### [Activity]
One line at a time, check the entries below for the word "bool", and copy each line that has it.
==== Data for review ====
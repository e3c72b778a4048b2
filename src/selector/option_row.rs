//! One measured, pressable option of the bar.

use super::{Geometry, GeometryCache, SelectorOption};

/// Binds an option to its layout reports.
///
/// Remembers the last geometry it reported so repeated layout passes with an
/// unchanged footprint do not touch the cache.
#[derive(Debug, Clone)]
pub struct OptionRow {
    option: SelectorOption,
    last_reported: Option<Geometry>,
}

impl OptionRow {
    #[must_use]
    pub const fn new(option: SelectorOption) -> Self {
        Self {
            option,
            last_reported: None,
        }
    }

    #[must_use]
    pub const fn option(&self) -> &SelectorOption {
        &self.option
    }

    #[must_use]
    pub fn identifier(&self) -> &str {
        &self.option.identifier
    }

    /// Replace the option data for a new render, keeping the measurement
    /// history of the same identifier.
    pub(super) fn refresh(&mut self, option: SelectorOption) {
        debug_assert_eq!(option.identifier, self.option.identifier);
        self.option = option;
    }

    /// Report the footprint measured on a layout pass.
    ///
    /// Returns whether the cache was updated.
    pub fn report_layout(&mut self, geometry: Geometry, cache: &mut GeometryCache) -> bool {
        if self.last_reported == Some(geometry) && cache.contains(self.identifier()) {
            return false;
        }
        self.last_reported = Some(geometry);
        cache.record(self.identifier(), geometry);
        true
    }

    /// Whether this row is drawn in its active style.
    #[must_use]
    pub fn is_active(&self, tracked: Option<&str>) -> bool {
        tracked == Some(self.identifier())
    }
}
====
### [Exercise solution]
    pub fn report_layout(&mut self, geometry: Geometry, cache: &mut GeometryCache) -> bool {
    pub fn is_active(&self, tracked: Option<&str>) -> bool {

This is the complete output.